=== Begin Enclosure ===

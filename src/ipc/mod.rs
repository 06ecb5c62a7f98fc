//! HTTP surface exposing give / lose / has / get to other services

pub mod server;

pub use server::{router, serve, start, CREATOR_HEADER};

=== End Enclosure ===

Exercise prompt | Every record above must be repeated word for word.

The answer |
filename src/ipc/mod.rs
repository 06ecb5c62a7f98fc
//! HTTP surface exposing give / lose / has / get to other services

pub mod server;

pub use server::{router, serve, start, CREATOR_HEADER};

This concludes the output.